The Commission's department of economic and financial affairs writes in its EU Economy Review for 2005 that "the traditional comparative advantages of the developed world in the skill and technology content of their products would [now] appear to be under more sustained pressure," in particular from low wage economies like China and the increasing ability of multinational companies to make effective use of their vast pools of labour.

The study concludes that the competitive position of industry in the EU15 in world markets is "still good", owing to its strength in upmarket products such as passenger cars, telecommunications equipment and pharmaceuticals.

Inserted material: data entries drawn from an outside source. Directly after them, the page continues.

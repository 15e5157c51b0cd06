// ============================================
// File: crates/kestrel-session/src/logging.rs
// ============================================
//! # Logging Setup
//!
//! `RUST_LOG` overrides the configured level when set. Initializing twice
//! is harmless; the second call is ignored.

use tracing_subscriber::layer::SubscriberExt;
use tracing_subscriber::util::SubscriberInitExt;
use tracing_subscriber::{fmt, EnvFilter};

use crate::config::LoggingConfig;

/// Initializes the tracing subscriber.
pub fn init_logging(level: &str) {
    let filter = EnvFilter::try_from_default_env()
        .unwrap_or_else(|_| EnvFilter::new(level));

    tracing_subscriber::registry()
        .with(fmt::layer().with_target(true))
        .with(filter)
        .try_init()
        .ok();
}

/// Initializes logging from the `[logging]` section.
pub fn init_from_config(config: &LoggingConfig) {
    init_logging(&config.level);
}
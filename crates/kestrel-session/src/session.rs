// ============================================
// File: crates/kestrel-session/src/session.rs
// ============================================
//! # Client and Server Sessions
//!
//! ## Creation Reason
//! A connection plus the handshake engine for one side. The session owns
//! the engine until the handshake runs, so each session handshakes once.
//!
//! ## Main Functionality
//! - `Session`: common trait, object safe
//! - `ClientSession`: drives `ClientHandshake`
//! - `ServerSession`: drives `ServerHandshake`
//!
//! ## ⚠️ Important Note for Next Developer
//! - The engine lock is never held across an await
//! - A second `handshake` call fails with `InvalidState`
//!
//! ## Last Modified
//! v0.1.0 - Initial sessions

use std::sync::Arc;
use std::time::Duration;

use async_trait::async_trait;
use parking_lot::Mutex;
use tokio::sync::broadcast;
use tracing::debug;

use kestrel_common::{ConnectionId, Perspective};
use kestrel_core::crypto::IdentityPublicKey;
use kestrel_core::{ClientHandshake, CoreError, EncryptionLevel, HandshakeEngine, ServerHandshake};
use kestrel_transport::CryptoStream;

use crate::connection::{Connection, ConnectionEvent};
use crate::error::Result;
use crate::packet::{IncomingPacket, OutgoingPacket};

/// One side of a connection.
#[async_trait]
pub trait Session: Send + Sync {
    /// The underlying connection.
    fn connection(&self) -> &Arc<Connection>;

    /// Runs the handshake on `stream`.
    ///
    /// # Errors
    /// See [`Connection::run_handshake`]. Calling it twice is an
    /// `InvalidState` error.
    async fn handshake(&self, stream: &mut dyn CryptoStream) -> Result<()>;

    /// Connection id.
    fn id(&self) -> ConnectionId {
        self.connection().id()
    }

    /// Which side this session plays.
    fn perspective(&self) -> Perspective {
        self.connection().perspective()
    }

    /// Current sealing level.
    fn encryption_level(&self) -> EncryptionLevel {
        self.connection().encryption_level()
    }

    /// Subscribes to connection state events.
    fn subscribe(&self) -> broadcast::Receiver<ConnectionEvent> {
        self.connection().subscribe()
    }

    /// Seals an outgoing packet.
    ///
    /// # Errors
    /// See [`Connection::seal_packet`].
    fn seal(&self, payload: &[u8], forced_level: EncryptionLevel) -> Result<OutgoingPacket> {
        self.connection().seal_packet(payload, forced_level)
    }

    /// Opens an incoming packet.
    ///
    /// # Errors
    /// See [`Connection::open_packet`].
    fn open(&self, packet: &[u8]) -> Result<IncomingPacket> {
        self.connection().open_packet(packet)
    }

    /// Closes the connection.
    fn close(&self) -> bool {
        self.connection().close()
    }
}

async fn run_once<E>(
    connection: &Connection,
    engine: &Mutex<Option<E>>,
    stream: &mut dyn CryptoStream,
    timeout: Duration,
) -> Result<()>
where
    E: HandshakeEngine,
{
    let taken = engine.lock().take();
    let Some(mut engine) = taken else {
        return Err(
            CoreError::invalid_state("start session handshake", "handshake not yet run").into(),
        );
    };
    debug!(
        connection_id = %connection.id(),
        perspective = %connection.perspective(),
        "Session handshake starting"
    );
    connection.run_handshake(stream, &mut engine, timeout).await
}

// ============================================
// ClientSession
// ============================================

/// Client side of a connection.
pub struct ClientSession {
    connection: Arc<Connection>,
    engine: Mutex<Option<ClientHandshake>>,
    server_identity: Option<IdentityPublicKey>,
    timeout: Duration,
}

impl ClientSession {
    /// Pairs a client connection with its engine.
    #[must_use]
    pub fn new(
        connection: Arc<Connection>,
        engine: ClientHandshake,
        server_identity: Option<IdentityPublicKey>,
        timeout: Duration,
    ) -> Self {
        let engine = match server_identity {
            Some(server) => engine.with_trusted_server(server),
            None => engine,
        };
        Self {
            connection,
            engine: Mutex::new(Some(engine)),
            server_identity,
            timeout,
        }
    }

    /// Server identity this session insists on, if any.
    #[must_use]
    pub const fn server_identity(&self) -> Option<&IdentityPublicKey> {
        self.server_identity.as_ref()
    }
}

#[async_trait]
impl Session for ClientSession {
    fn connection(&self) -> &Arc<Connection> {
        &self.connection
    }

    async fn handshake(&self, stream: &mut dyn CryptoStream) -> Result<()> {
        run_once(&self.connection, &self.engine, stream, self.timeout).await
    }
}

impl std::fmt::Debug for ClientSession {
    fn fmt(&self, f: &mut std::fmt::Formatter<'_>) -> std::fmt::Result {
        f.debug_struct("ClientSession")
            .field("connection", &self.connection)
            .field("server_identity", &self.server_identity)
            .finish_non_exhaustive()
    }
}

// ============================================
// ServerSession
// ============================================

/// Server side of a connection.
pub struct ServerSession {
    connection: Arc<Connection>,
    engine: Mutex<Option<ServerHandshake>>,
    timeout: Duration,
}

impl ServerSession {
    /// Pairs a server connection with its engine.
    #[must_use]
    pub fn new(connection: Arc<Connection>, engine: ServerHandshake, timeout: Duration) -> Self {
        Self {
            connection,
            engine: Mutex::new(Some(engine)),
            timeout,
        }
    }
}

#[async_trait]
impl Session for ServerSession {
    fn connection(&self) -> &Arc<Connection> {
        &self.connection
    }

    async fn handshake(&self, stream: &mut dyn CryptoStream) -> Result<()> {
        run_once(&self.connection, &self.engine, stream, self.timeout).await
    }
}

impl std::fmt::Debug for ServerSession {
    fn fmt(&self, f: &mut std::fmt::Formatter<'_>) -> std::fmt::Result {
        f.debug_struct("ServerSession")
            .field("connection", &self.connection)
            .finish_non_exhaustive()
    }
}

The EU needs to come out of the Doha Round with some victories in the NAMA to support its competitiveness and offset concessions it will be forced to make elsewhere.

Among many other things success will involve getting the likes of Brazil and India, which worry that trade liberalisation will hit "nascent" industries or damage local vested interests, to agree to make significant cuts in industrial tariffs.

Author anticipates the negotiations on manufactured goods at the World Trade Organisation's Ministerial Conference in Hong Kong, 13-18 December 2005.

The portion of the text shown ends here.